Task requirements:
Look below for the line holding "let window = app.window(window_id).unwrap();" and the line holding "let revision = Rc::clone(&list_revision);". Transcribe exactly those lines and all lines between them, nothing more.

[Saved data entries]
::::
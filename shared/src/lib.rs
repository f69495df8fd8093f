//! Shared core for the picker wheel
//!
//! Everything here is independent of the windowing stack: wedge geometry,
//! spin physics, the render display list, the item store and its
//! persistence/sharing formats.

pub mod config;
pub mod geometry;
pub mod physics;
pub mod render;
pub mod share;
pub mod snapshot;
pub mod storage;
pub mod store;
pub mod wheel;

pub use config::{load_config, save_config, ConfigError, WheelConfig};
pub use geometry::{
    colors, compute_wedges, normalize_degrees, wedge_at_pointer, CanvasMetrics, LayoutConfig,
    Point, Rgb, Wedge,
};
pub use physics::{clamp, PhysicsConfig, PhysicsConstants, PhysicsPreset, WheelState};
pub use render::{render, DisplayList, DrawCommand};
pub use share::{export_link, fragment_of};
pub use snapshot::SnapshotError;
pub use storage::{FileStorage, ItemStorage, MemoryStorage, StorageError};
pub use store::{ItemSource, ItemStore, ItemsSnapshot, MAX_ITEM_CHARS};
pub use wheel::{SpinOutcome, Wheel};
::::
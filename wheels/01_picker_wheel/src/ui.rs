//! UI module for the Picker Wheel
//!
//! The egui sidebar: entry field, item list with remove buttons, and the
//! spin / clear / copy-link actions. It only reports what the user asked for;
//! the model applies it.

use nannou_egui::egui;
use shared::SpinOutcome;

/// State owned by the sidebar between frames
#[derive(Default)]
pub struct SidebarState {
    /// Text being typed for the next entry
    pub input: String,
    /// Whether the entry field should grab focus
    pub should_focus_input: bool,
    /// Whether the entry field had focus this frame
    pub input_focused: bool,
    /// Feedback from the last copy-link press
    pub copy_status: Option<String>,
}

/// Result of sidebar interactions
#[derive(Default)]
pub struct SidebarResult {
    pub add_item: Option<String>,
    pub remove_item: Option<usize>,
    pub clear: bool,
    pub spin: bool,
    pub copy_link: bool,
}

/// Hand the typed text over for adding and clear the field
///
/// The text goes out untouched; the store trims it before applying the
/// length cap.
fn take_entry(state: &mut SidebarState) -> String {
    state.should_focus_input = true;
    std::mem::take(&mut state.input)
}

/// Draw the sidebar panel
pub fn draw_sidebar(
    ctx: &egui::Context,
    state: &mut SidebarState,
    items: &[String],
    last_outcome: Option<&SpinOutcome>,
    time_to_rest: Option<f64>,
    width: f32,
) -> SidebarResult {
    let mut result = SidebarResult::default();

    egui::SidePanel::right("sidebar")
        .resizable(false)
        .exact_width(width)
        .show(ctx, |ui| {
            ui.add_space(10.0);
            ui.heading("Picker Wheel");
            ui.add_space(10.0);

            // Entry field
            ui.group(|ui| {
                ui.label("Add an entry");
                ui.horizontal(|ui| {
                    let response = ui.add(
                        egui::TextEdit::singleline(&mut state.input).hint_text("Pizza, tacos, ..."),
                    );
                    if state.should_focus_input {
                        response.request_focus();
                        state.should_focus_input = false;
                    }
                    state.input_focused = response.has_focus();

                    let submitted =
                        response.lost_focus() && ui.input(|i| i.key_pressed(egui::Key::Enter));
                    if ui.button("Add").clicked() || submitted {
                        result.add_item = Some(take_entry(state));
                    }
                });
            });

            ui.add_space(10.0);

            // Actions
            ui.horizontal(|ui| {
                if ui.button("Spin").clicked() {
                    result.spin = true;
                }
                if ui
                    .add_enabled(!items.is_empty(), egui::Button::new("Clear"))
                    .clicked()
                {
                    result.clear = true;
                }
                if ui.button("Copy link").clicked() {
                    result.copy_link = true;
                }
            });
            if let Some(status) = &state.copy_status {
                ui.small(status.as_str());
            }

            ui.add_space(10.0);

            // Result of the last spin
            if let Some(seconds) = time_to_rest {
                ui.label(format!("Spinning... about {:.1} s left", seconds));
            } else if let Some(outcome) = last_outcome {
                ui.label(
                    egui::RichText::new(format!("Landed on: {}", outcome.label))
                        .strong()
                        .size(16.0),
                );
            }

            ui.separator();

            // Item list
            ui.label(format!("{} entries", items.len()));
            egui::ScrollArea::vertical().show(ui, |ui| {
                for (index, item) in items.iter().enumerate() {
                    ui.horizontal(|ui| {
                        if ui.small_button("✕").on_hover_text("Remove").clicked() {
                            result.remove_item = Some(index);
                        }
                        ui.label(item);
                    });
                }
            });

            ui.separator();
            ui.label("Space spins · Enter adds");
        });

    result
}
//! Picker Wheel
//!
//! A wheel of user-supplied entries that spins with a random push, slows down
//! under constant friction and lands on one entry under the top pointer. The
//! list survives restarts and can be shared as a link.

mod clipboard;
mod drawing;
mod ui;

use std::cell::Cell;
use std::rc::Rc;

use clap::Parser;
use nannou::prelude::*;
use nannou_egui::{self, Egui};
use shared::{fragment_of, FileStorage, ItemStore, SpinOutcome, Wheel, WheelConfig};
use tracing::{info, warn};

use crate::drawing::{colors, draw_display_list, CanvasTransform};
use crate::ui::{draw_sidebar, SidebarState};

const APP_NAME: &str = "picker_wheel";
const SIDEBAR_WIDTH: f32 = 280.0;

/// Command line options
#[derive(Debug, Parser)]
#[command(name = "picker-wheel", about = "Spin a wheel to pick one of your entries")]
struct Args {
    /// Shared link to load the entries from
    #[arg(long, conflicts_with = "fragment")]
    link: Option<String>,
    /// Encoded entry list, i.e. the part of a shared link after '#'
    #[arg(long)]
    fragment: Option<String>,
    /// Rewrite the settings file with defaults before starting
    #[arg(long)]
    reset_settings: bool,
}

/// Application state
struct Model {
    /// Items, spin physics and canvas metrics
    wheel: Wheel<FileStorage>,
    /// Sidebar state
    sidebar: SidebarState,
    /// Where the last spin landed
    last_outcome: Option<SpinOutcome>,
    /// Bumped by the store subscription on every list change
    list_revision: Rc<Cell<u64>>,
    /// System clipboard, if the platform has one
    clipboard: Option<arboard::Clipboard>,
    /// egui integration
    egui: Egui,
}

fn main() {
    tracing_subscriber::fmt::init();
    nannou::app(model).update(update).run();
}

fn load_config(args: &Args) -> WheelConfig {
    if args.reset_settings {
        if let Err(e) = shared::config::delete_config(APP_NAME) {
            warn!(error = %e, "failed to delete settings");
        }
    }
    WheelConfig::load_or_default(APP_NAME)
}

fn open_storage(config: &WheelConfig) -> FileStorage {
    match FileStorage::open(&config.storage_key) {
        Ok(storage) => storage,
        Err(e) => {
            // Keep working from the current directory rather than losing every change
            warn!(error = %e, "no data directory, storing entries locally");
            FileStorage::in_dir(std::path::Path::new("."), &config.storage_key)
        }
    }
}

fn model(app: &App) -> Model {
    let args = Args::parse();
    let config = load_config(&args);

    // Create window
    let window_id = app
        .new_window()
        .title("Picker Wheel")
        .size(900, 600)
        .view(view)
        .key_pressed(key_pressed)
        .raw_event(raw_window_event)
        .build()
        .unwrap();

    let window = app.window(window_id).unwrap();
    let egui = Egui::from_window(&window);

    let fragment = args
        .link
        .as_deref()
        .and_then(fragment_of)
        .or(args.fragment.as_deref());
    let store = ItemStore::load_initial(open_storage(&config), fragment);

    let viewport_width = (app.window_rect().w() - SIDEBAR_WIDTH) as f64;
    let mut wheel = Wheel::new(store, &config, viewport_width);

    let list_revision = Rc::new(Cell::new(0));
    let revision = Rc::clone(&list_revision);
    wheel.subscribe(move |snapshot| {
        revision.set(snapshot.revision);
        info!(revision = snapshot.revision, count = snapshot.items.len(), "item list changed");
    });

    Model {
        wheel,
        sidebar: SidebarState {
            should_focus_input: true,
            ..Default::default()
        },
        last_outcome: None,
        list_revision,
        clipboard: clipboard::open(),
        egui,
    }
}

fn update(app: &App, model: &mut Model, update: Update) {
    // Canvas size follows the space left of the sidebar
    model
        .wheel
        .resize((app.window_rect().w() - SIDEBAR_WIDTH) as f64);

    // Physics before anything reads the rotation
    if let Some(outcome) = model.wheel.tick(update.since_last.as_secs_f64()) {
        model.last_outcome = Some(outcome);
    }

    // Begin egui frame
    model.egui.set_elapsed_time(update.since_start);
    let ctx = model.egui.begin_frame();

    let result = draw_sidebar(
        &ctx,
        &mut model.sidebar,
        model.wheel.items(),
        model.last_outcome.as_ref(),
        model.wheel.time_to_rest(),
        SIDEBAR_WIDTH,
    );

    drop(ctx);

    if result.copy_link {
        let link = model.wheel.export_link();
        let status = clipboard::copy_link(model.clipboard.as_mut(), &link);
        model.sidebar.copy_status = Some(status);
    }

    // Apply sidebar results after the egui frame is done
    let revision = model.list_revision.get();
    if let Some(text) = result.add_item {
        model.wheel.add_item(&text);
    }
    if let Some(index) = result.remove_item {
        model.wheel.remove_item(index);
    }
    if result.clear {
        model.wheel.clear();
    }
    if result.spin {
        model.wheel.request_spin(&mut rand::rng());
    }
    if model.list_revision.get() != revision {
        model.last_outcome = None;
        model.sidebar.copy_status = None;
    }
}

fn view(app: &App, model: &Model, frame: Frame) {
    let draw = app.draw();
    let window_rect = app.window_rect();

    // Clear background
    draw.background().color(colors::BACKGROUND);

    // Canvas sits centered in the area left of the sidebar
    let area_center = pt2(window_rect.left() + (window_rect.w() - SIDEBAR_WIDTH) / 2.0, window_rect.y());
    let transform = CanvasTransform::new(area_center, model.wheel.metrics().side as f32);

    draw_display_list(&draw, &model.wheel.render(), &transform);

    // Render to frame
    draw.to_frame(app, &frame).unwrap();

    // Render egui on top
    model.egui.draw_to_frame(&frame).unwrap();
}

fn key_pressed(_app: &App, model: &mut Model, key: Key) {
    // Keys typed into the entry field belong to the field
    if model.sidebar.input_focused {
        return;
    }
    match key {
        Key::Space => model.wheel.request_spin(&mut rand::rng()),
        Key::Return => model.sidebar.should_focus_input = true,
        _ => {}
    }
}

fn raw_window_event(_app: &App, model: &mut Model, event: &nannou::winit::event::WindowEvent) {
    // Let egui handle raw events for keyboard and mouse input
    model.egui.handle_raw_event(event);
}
::::
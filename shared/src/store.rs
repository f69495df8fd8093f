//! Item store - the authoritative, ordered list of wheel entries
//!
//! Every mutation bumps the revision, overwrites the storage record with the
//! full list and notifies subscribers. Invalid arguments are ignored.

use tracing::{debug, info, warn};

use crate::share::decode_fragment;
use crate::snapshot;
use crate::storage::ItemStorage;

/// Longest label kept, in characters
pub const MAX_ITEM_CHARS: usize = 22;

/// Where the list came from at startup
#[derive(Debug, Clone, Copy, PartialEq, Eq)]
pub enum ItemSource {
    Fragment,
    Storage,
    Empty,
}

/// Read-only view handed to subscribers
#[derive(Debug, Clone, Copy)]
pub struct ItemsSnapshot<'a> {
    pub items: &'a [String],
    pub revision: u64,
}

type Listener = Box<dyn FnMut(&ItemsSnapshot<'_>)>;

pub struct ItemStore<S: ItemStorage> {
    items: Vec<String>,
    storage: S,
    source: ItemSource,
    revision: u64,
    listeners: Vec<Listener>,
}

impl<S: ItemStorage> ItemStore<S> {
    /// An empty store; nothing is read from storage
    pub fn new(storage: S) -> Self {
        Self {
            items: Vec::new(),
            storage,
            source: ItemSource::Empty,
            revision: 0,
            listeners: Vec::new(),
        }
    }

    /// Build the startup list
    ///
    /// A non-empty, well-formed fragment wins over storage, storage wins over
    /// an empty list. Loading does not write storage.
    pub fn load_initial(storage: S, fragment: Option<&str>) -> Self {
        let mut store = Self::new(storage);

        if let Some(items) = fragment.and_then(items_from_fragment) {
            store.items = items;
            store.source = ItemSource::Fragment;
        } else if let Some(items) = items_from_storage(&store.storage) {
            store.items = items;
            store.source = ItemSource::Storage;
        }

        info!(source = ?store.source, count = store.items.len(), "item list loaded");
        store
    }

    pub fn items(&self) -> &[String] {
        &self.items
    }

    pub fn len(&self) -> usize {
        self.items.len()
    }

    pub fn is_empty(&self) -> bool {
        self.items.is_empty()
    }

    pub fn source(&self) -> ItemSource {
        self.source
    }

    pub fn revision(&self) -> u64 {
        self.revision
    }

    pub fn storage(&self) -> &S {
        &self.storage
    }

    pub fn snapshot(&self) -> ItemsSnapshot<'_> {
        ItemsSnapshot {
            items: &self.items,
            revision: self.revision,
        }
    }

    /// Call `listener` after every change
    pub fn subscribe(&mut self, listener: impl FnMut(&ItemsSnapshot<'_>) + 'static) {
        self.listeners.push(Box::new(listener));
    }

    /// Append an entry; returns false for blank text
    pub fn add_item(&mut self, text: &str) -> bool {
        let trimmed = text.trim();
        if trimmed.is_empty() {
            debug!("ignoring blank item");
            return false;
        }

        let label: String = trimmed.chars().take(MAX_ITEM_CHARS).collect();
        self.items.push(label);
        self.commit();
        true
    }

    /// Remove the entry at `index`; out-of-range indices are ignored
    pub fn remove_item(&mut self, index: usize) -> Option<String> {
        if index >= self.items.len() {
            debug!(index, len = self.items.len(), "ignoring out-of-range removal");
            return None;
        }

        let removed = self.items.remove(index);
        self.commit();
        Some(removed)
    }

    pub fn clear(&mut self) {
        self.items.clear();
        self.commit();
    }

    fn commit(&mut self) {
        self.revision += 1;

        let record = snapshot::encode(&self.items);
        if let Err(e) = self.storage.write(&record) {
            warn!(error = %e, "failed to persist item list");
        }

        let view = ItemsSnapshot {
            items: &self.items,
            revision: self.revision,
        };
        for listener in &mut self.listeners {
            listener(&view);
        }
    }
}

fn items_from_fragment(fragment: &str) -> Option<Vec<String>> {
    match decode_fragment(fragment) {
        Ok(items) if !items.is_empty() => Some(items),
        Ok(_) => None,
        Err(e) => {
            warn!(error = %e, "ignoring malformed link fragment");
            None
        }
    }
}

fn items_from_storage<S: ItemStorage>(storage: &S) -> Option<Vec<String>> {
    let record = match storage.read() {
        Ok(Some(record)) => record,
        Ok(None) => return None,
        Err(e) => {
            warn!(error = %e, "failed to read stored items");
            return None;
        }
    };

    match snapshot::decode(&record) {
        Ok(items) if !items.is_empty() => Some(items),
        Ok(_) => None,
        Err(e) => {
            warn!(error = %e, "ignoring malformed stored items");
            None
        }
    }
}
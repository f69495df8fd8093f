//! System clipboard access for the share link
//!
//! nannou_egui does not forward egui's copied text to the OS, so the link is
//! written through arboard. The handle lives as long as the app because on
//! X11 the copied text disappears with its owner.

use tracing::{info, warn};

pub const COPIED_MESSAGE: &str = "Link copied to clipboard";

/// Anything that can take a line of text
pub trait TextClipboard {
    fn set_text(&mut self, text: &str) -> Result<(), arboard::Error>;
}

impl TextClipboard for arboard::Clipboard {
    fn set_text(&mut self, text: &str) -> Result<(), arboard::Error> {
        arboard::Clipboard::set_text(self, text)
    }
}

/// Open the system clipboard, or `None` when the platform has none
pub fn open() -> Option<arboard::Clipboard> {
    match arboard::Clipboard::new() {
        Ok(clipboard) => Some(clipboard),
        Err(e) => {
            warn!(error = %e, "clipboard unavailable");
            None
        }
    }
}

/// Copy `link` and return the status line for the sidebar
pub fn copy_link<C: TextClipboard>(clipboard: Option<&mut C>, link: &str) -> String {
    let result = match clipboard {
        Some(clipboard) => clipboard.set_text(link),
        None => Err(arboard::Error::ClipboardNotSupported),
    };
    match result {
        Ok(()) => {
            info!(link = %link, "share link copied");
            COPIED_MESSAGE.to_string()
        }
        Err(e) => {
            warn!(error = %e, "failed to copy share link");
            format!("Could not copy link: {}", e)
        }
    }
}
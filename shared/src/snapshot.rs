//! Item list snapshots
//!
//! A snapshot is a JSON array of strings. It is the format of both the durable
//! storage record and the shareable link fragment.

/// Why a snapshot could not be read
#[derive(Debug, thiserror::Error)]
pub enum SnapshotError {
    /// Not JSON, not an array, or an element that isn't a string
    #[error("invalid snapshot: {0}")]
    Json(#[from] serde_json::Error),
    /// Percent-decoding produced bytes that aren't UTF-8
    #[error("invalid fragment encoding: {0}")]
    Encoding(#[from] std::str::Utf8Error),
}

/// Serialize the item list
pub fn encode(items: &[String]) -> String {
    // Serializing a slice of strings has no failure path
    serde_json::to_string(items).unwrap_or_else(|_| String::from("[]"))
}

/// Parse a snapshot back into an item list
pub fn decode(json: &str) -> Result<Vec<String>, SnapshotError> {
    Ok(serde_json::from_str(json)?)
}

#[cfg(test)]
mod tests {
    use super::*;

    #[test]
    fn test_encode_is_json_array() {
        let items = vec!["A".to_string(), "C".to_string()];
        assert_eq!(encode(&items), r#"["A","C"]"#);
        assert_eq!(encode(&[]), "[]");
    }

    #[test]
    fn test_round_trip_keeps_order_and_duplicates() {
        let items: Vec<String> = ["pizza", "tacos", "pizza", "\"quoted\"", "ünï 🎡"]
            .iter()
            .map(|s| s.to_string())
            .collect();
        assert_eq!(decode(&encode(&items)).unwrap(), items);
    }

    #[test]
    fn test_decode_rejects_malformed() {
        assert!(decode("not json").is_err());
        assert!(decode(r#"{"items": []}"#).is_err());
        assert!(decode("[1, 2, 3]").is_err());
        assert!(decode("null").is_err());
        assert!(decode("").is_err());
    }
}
::::
Answer space:
    let window = app.window(window_id).unwrap();
    let egui = Egui::from_window(&window);

    let fragment = args
        .link
        .as_deref()
        .and_then(fragment_of)
        .or(args.fragment.as_deref());
    let store = ItemStore::load_initial(open_storage(&config), fragment);

    let viewport_width = (app.window_rect().w() - SIDEBAR_WIDTH) as f64;
    let mut wheel = Wheel::new(store, &config, viewport_width);

    let list_revision = Rc::new(Cell::new(0));
    let revision = Rc::clone(&list_revision);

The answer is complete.